(Stored data)
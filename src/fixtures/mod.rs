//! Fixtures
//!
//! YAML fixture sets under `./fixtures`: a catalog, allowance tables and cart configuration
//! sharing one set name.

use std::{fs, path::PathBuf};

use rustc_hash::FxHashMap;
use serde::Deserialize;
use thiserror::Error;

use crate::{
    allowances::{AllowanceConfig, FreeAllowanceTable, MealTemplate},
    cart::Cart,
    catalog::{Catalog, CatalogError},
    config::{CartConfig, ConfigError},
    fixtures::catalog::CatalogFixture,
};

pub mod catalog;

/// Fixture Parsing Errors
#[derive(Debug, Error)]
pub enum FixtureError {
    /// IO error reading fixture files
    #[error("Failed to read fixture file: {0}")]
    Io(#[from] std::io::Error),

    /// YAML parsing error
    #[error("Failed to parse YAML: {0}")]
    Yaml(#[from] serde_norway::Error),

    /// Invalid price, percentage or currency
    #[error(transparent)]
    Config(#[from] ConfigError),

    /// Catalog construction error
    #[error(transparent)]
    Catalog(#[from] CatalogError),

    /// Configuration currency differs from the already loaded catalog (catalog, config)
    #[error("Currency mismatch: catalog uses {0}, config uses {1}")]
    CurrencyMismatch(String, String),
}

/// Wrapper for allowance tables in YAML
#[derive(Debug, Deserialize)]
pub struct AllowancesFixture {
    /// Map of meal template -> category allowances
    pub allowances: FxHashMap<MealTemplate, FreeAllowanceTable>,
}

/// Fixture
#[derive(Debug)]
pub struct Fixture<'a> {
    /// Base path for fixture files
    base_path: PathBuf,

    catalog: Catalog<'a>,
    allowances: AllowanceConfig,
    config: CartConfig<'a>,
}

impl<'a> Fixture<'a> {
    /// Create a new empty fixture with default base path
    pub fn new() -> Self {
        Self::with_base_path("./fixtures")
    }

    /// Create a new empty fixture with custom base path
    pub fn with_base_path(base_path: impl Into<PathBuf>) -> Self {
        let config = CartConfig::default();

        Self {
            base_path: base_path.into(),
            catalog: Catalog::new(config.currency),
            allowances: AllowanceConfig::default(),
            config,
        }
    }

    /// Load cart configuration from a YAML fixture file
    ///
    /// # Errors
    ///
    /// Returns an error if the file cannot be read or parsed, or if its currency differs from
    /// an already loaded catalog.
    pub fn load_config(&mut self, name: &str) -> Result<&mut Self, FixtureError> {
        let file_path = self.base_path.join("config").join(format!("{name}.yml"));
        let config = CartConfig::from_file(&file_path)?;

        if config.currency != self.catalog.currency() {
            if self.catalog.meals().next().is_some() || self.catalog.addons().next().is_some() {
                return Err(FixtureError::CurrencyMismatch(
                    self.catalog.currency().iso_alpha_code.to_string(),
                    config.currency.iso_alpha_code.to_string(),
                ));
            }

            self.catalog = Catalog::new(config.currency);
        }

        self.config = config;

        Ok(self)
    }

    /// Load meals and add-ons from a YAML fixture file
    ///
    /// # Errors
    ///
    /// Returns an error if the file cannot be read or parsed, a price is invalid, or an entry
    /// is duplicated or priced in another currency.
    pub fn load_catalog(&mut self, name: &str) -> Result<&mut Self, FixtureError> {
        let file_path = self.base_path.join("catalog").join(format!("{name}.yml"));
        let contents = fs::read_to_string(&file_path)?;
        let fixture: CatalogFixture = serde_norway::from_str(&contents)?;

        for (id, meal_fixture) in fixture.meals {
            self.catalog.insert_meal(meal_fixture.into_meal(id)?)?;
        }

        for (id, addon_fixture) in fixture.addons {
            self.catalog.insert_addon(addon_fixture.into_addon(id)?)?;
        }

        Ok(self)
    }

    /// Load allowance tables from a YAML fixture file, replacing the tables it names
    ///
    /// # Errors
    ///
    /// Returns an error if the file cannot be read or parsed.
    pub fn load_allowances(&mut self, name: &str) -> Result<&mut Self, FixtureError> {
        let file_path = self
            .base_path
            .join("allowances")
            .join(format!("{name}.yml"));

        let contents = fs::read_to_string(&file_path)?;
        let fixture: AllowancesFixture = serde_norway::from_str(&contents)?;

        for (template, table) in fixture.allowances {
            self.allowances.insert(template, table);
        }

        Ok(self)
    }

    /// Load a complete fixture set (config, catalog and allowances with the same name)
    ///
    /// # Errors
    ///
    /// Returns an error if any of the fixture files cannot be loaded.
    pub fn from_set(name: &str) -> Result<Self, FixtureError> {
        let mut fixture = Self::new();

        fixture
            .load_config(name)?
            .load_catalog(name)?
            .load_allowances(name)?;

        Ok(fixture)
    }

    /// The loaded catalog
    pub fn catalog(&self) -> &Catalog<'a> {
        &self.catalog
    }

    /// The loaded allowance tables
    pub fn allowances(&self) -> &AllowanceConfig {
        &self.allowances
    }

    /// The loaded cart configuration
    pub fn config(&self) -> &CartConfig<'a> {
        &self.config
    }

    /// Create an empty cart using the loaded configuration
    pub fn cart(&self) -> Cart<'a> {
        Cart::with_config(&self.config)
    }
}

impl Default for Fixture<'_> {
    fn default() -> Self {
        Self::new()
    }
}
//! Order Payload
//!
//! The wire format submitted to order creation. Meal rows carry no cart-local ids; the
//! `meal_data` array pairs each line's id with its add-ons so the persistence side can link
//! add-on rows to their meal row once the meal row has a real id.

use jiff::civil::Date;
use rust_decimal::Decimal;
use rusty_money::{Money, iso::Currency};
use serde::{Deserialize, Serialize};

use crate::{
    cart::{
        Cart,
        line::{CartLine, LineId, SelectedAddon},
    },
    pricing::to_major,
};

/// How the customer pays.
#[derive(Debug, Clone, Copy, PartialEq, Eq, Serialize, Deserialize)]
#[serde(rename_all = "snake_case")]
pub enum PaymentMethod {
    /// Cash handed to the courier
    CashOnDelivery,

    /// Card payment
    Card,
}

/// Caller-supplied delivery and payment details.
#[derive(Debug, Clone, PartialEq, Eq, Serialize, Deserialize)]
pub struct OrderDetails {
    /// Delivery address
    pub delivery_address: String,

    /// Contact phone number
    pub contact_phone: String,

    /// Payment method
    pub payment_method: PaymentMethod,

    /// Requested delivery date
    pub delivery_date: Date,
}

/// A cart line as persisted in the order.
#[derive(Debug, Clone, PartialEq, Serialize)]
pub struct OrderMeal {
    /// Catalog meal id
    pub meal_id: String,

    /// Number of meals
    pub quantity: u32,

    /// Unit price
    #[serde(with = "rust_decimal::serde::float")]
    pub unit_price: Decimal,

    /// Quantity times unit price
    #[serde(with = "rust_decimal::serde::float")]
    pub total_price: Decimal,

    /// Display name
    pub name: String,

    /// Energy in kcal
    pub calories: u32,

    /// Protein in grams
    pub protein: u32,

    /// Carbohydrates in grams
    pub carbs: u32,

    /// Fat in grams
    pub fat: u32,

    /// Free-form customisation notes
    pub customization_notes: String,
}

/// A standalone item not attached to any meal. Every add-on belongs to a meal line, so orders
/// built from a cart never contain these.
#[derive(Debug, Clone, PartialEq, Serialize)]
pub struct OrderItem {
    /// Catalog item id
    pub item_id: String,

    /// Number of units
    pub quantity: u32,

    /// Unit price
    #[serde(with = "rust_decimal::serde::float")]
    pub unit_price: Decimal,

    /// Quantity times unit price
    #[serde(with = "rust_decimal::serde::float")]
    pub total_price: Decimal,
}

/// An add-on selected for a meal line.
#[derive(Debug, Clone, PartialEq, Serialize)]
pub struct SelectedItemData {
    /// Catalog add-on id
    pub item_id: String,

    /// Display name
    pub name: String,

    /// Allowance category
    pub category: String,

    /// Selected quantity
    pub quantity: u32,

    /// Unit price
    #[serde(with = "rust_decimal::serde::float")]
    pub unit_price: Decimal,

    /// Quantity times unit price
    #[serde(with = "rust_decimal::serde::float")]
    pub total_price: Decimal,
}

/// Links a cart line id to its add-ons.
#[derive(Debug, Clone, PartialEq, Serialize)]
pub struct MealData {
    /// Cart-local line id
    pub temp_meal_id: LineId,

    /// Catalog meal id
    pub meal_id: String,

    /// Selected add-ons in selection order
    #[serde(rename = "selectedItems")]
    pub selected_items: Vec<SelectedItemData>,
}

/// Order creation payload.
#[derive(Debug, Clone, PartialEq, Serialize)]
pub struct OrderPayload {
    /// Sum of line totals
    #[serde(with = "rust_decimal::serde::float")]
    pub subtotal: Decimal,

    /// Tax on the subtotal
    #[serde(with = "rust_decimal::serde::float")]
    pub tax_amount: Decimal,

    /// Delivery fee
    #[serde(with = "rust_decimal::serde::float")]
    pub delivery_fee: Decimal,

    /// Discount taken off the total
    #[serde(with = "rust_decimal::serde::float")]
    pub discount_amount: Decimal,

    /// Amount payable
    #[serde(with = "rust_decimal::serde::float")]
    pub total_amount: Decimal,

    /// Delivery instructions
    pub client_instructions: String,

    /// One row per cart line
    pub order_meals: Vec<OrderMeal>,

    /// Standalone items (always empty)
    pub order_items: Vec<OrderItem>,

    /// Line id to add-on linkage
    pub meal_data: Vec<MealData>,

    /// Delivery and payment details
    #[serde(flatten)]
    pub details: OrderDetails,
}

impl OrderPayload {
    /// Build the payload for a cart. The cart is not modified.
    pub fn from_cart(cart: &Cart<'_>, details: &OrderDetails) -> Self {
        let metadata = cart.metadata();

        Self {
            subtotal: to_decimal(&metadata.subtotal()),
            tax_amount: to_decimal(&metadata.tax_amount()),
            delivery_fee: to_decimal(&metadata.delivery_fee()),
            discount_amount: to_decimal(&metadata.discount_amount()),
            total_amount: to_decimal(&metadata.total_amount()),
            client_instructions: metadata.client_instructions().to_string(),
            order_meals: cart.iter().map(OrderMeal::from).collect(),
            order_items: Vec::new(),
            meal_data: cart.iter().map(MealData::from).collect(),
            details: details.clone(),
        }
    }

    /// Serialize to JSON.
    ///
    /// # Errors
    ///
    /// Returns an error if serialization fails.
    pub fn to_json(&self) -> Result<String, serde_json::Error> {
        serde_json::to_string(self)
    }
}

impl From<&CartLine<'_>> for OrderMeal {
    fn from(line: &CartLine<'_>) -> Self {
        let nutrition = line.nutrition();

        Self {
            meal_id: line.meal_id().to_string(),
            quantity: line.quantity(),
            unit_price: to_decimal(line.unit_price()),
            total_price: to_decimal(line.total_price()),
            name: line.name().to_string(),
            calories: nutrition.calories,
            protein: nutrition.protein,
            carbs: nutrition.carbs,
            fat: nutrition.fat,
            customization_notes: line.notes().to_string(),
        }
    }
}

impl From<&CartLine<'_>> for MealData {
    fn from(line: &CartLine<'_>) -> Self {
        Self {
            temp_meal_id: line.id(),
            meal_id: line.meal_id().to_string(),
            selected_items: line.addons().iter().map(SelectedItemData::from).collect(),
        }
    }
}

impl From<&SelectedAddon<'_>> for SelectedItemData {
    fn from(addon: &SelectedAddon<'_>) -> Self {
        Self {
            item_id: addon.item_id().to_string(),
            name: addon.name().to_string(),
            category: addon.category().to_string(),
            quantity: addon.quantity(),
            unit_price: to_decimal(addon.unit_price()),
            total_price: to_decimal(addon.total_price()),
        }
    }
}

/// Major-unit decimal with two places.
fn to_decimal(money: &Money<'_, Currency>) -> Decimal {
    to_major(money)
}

--

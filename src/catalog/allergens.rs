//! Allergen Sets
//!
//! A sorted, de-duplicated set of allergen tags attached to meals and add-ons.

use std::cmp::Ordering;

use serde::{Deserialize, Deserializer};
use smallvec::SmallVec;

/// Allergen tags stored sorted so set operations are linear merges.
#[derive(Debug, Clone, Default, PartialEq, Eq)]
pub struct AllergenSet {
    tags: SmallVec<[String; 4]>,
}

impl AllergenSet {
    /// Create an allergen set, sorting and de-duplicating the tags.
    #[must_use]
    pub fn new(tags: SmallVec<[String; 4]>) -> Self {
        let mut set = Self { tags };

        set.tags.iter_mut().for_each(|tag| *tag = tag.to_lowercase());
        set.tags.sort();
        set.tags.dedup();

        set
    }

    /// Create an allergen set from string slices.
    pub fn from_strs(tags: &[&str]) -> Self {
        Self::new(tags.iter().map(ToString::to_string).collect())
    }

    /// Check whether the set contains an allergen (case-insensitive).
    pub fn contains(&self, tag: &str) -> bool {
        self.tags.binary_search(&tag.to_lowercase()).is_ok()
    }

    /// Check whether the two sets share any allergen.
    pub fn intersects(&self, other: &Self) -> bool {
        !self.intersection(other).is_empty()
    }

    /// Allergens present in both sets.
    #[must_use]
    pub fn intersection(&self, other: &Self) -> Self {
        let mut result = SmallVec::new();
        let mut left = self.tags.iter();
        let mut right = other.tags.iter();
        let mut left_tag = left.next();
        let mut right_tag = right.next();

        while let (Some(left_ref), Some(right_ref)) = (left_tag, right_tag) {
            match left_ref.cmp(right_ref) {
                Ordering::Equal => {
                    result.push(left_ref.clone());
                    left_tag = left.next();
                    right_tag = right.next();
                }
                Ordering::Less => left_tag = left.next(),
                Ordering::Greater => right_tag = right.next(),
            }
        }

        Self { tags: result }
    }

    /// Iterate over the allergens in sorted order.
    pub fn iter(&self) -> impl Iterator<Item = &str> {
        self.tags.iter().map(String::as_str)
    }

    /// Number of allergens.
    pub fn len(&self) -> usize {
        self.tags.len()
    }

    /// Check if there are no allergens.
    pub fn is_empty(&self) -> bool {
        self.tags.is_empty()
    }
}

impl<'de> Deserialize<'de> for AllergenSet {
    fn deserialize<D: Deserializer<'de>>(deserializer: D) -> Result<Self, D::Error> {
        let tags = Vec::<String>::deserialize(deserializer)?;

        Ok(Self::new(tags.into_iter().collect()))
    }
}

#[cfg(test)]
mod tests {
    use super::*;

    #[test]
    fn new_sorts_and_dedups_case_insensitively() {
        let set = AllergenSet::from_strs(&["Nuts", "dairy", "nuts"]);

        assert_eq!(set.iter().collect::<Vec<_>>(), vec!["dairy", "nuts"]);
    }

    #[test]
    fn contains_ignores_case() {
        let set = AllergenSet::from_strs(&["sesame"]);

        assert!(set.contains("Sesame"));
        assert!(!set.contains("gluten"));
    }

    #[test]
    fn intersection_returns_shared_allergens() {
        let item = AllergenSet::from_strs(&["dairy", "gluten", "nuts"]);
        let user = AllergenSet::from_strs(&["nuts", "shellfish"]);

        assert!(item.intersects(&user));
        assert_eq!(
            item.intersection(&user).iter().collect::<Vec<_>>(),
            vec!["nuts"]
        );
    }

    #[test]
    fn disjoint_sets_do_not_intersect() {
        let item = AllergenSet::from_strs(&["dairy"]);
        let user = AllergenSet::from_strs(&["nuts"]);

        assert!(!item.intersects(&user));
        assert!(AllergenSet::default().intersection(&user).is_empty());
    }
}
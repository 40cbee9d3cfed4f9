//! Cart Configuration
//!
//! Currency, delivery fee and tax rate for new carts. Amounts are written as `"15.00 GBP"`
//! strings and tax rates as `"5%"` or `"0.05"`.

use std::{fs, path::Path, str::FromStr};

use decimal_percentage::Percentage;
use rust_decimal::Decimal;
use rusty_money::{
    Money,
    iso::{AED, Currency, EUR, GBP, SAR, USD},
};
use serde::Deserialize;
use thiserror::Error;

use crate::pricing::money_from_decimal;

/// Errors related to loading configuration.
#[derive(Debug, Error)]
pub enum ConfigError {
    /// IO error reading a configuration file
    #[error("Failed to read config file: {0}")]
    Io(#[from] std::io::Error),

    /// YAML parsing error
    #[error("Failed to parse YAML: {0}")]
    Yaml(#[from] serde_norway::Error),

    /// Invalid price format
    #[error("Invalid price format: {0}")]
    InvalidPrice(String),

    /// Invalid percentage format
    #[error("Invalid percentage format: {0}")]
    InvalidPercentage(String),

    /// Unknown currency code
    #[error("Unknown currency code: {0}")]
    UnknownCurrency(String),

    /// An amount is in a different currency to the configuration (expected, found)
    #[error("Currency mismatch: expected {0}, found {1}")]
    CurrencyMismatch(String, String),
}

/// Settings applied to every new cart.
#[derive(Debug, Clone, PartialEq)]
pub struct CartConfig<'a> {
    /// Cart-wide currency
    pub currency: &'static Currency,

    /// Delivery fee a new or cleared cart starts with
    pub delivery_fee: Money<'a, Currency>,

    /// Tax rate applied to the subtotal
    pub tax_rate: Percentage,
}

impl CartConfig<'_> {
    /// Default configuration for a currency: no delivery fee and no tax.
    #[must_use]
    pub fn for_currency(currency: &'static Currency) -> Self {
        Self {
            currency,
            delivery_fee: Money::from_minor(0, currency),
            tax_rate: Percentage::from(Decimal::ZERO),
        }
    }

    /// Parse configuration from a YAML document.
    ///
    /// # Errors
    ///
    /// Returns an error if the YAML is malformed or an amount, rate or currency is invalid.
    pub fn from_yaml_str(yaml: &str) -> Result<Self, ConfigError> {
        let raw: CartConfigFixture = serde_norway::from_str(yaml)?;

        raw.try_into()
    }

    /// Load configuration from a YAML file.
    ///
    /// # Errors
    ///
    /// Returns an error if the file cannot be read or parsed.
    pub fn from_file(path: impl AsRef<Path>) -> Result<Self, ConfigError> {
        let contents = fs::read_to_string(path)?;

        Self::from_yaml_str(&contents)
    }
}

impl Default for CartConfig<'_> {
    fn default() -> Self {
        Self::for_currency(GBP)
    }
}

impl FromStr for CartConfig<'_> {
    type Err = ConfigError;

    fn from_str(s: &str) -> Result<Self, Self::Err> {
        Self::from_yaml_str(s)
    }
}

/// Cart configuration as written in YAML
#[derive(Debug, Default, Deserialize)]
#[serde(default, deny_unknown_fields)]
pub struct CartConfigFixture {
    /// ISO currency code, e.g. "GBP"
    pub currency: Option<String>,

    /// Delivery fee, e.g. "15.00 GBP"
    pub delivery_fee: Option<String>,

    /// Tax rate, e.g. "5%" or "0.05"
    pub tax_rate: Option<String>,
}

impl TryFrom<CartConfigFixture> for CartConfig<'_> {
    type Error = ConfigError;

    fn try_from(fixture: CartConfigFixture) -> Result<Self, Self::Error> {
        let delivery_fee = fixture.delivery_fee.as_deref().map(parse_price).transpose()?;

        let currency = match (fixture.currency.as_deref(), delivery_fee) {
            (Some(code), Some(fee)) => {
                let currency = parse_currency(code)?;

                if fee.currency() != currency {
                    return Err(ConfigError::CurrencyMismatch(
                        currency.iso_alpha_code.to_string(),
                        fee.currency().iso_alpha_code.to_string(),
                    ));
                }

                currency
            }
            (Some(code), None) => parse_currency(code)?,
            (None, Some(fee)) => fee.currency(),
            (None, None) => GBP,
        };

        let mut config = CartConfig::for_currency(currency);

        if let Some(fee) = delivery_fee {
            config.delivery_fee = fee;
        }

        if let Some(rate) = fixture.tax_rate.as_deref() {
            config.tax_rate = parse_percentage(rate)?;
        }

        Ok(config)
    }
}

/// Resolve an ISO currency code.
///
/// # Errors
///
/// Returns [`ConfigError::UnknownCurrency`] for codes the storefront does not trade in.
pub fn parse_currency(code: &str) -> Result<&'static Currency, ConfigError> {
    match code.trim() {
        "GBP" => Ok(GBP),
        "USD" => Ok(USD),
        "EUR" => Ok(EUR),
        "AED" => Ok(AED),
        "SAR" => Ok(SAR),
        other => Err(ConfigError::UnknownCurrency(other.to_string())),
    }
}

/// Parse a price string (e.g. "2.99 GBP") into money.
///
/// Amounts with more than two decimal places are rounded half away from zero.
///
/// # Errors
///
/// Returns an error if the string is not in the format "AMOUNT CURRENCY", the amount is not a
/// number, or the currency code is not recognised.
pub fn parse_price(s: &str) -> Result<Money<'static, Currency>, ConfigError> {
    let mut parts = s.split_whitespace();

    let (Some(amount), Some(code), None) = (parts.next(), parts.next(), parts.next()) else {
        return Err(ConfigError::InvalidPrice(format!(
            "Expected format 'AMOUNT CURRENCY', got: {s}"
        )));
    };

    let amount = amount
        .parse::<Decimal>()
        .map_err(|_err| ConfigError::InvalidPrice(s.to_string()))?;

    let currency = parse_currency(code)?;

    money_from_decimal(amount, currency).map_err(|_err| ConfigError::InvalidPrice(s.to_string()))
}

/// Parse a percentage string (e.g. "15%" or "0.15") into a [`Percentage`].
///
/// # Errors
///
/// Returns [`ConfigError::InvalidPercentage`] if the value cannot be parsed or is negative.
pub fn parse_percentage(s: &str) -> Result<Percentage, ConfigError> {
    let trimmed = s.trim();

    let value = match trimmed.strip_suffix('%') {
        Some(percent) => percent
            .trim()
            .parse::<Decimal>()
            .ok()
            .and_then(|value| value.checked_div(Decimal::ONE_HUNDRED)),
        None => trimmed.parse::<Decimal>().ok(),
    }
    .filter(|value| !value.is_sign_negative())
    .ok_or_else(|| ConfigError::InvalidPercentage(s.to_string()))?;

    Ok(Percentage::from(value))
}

==

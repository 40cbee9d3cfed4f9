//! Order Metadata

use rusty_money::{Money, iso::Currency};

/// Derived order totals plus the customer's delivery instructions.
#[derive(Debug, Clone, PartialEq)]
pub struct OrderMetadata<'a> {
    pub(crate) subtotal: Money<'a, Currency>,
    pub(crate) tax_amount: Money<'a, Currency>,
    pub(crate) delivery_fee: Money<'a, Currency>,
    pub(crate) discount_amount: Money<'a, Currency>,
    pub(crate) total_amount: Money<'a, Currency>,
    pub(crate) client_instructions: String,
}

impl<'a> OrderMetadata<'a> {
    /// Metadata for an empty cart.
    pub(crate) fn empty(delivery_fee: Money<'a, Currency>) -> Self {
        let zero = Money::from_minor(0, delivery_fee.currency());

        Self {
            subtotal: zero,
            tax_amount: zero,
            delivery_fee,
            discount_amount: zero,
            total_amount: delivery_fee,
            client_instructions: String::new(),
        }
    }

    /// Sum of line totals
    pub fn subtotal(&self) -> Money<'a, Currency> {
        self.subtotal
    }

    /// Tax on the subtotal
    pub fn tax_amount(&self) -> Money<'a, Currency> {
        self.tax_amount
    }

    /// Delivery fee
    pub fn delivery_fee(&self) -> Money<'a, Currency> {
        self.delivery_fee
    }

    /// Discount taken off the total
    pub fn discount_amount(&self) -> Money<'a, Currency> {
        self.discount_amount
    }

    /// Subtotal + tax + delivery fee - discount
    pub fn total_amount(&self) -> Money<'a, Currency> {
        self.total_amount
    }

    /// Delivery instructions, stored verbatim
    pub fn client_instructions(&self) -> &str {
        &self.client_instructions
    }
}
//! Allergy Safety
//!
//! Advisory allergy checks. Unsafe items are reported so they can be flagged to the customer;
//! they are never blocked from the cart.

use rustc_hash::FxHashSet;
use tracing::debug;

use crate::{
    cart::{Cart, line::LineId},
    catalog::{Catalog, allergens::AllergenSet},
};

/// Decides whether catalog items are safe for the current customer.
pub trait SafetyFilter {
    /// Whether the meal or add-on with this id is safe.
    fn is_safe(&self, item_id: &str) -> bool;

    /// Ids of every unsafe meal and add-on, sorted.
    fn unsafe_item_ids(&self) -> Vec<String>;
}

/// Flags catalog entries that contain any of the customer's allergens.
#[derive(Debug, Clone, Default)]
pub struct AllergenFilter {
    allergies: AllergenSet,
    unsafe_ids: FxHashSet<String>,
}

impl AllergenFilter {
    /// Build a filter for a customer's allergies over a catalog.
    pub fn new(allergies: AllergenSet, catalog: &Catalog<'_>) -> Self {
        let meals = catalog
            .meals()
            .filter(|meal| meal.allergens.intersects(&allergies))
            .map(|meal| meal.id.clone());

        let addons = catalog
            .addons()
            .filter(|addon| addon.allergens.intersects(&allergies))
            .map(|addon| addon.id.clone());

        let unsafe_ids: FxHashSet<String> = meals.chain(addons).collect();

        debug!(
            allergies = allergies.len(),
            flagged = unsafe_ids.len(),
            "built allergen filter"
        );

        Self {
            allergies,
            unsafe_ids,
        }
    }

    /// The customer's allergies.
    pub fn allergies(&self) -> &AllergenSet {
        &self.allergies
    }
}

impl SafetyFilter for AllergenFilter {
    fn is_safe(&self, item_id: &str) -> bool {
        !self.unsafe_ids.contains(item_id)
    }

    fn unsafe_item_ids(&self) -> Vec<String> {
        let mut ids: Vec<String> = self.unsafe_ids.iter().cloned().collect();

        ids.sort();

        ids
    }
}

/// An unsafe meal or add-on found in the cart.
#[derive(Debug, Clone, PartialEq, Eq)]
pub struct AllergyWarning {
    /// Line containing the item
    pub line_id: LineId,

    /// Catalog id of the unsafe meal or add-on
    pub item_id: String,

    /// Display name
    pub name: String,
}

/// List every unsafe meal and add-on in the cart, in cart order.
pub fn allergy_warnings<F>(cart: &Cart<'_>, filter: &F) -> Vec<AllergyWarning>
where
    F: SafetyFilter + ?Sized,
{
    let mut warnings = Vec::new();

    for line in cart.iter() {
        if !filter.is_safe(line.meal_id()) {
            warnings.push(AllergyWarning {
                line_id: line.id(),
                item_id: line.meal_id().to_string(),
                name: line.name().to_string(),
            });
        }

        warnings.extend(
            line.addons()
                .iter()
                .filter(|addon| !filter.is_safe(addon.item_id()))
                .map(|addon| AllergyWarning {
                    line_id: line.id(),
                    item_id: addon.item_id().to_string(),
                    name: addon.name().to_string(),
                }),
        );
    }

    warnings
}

Exercise description: State how many lines of the data contain the word "MealTemplate". Nothing besides the number belongs in the reply.

Solution for this exercise: 2